Within 15 minutes, I heard the wail of another siren. I froze, licking the remnants of caramel from the tip of my spoon. All four kids were asleep, and we’d need to go down at least two flights of stairs to be in the safe zone. After a moment’s hesitation, my husband and I decided to let the kids stay in bed. When ten minutes passed with no discernible changes, we resumed breathing, which in my husband’s case, quickly deepened into snoring.
“I’m awake! That’s just how I breathe… snort… snort… snort…”
I was still on edge from the increased rocket activity, and tried to calm myself down. For me that meant watching the RiffTrax Live version of “Manos: The Hands of Fate”. I had barely made it through the interminable opening driving scene, when I heard another siren! I was starting to get worried. I mean, this was Hadera, not Tel Aviv, or Sderot. Now that there were rockets that could reach Haifa from Gaza, what would the point of hitting Hadera this much even be?

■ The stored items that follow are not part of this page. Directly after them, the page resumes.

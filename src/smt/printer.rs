//! SMT-LIB 2 rendering of formulas.

use std::collections::{HashMap, HashSet};

use num_bigint::BigUint;

use crate::smt::{Expr, Node, Smt, Sort};

fn is_simple_symbol(name: &str) -> bool {
    const EXTRA: &str = "~!@$%^&*_-+=<>.?/";
    !name.is_empty()
        && !name.starts_with(|c: char| c.is_ascii_digit())
        && name.chars().all(|c| c.is_ascii_alphanumeric() || EXTRA.contains(c))
}

/// Quotes `name` with `|...|` unless it is a simple SMT-LIB symbol.
pub fn symbol(name: &str) -> String {
    if is_simple_symbol(name) {
        name.to_string()
    } else {
        format!("|{}|", name)
    }
}

/// Bit-vector literal: hexadecimal when the width allows it, binary otherwise.
pub fn bv_literal(value: &BigUint, width: u32) -> String {
    if width % 4 == 0 {
        format!("#x{:0>1$}", value.to_str_radix(16), (width / 4) as usize)
    } else {
        format!("#b{:0>1$}", value.to_str_radix(2), width as usize)
    }
}

impl Smt {
    /// Renders `e` as an SMT-LIB 2 term.
    pub fn to_smtlib(&self, e: Expr) -> String {
        let mut cache = HashMap::new();
        self._to_smtlib(e, &mut cache)
    }

    fn _to_smtlib(&self, e: Expr, cache: &mut HashMap<Expr, String>) -> String {
        if let Some(s) = cache.get(&e) {
            return s.clone();
        }

        let mut go = |x: Expr| self._to_smtlib(x, cache);
        let s = match self.node(e) {
            Node::Bool(b) => b.to_string(),
            Node::Bv { value, width } => bv_literal(&value, width),
            Node::Var { name, .. } => symbol(&name),
            Node::Not(a) => format!("(not {})", go(a)),
            Node::And(a, b) => format!("(and {} {})", go(a), go(b)),
            Node::Or(a, b) => format!("(or {} {})", go(a), go(b)),
            Node::Eq(a, b) => format!("(= {} {})", go(a), go(b)),
            Node::Ite(c, t, f) => format!("(ite {} {} {})", go(c), go(t), go(f)),
            Node::Extract { high, low, arg } => {
                format!("((_ extract {} {}) {})", high, low, go(arg))
            }
            Node::Concat(a, b) => format!("(concat {} {})", go(a), go(b)),
            Node::BvSub(a, b) => format!("(bvsub {} {})", go(a), go(b)),
            Node::BvUle(a, b) => format!("(bvule {} {})", go(a), go(b)),
        };

        cache.insert(e, s.clone());
        s
    }

    /// Free variables of `e` with their sorts, in order of first occurrence.
    pub fn declarations(&self, e: Expr) -> Vec<(String, Sort)> {
        let mut result = Vec::new();
        let mut visited = HashSet::new();
        let mut stack = vec![e];
        while let Some(e) = stack.pop() {
            if !visited.insert(e) {
                continue;
            }
            match self.node(e) {
                Node::Bool(_) | Node::Bv { .. } => {}
                Node::Var { name, sort, .. } => result.push((name, sort)),
                Node::Not(a) | Node::Extract { arg: a, .. } => stack.push(a),
                Node::And(a, b)
                | Node::Or(a, b)
                | Node::Eq(a, b)
                | Node::Concat(a, b)
                | Node::BvSub(a, b)
                | Node::BvUle(a, b) => {
                    stack.push(b);
                    stack.push(a);
                }
                Node::Ite(c, t, f) => {
                    stack.push(f);
                    stack.push(t);
                    stack.push(c);
                }
            }
        }
        result
    }

    /// Renders a complete SMT-LIB 2 script asserting every formula in `assertions`.
    pub fn to_smtlib_script(&self, assertions: &[Expr]) -> String {
        let all = self.mk_and_many(assertions.iter().copied());
        let mut out = String::new();
        for (name, sort) in self.declarations(all) {
            out.push_str(&format!("(declare-fun {} () {})\n", symbol(&name), sort));
        }
        for &a in assertions {
            out.push_str(&format!("(assert {})\n", self.to_smtlib(a)));
        }
        out.push_str("(check-sat)\n");
        out
    }
}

I went through the Twitter feeds for Tzeva Adom, Muqata, and Alarm Darom warnings, and nothing about Hadera was showing up. Over the next two hours, I heard the siren go off another three times, culminating in a crazy late night ranting post on Facebook.
Finally, I promised myself that I was going to investigate further if the alarm went off one more time.
When the eighth siren in four hours began to blare, I got up and followed the sound. Unexpectedly, it was not as loud by my window as when I wandered towards the front door. “That’s weird,” I muttered to myself. And that’s when I found the source of the siren: my husband’s phone, plugged in at the desk in the living room. The Tzeva Adom app had been sounding every time rockets were going off in the Hof Ashkelon region, near the border with Gaza.
I shut off the app, and made a mental note to strangle my husband in the morning, because I couldn’t take the sound of the alarms if the police got called on me for doing it right then. On the one hand, I was annoyed by the lack of sleep, and the low level state of fear generated from dealing with the constant alerts. On the other, it was pretty enlightening to go through what the people living near the Gazan border must be experiencing several times a day.
For me, I broke after three hours. And that was in spite of thinking I had at least 90 seconds to get to safety, and not really believing that a rocket would hit where I lived. In the communities of Hof Ashkelon, the rockets are a constant danger, and you only have 15 seconds to escape. We would have spent that night sleeping in shelter. Or trying to sleep, anyway. So, when someone talks about proportionate retaliation, tell them to download the Tzeva Adom application, and sit through one night as if they lived in Hof Asheklon. And then ask if they are hearing the color red yet.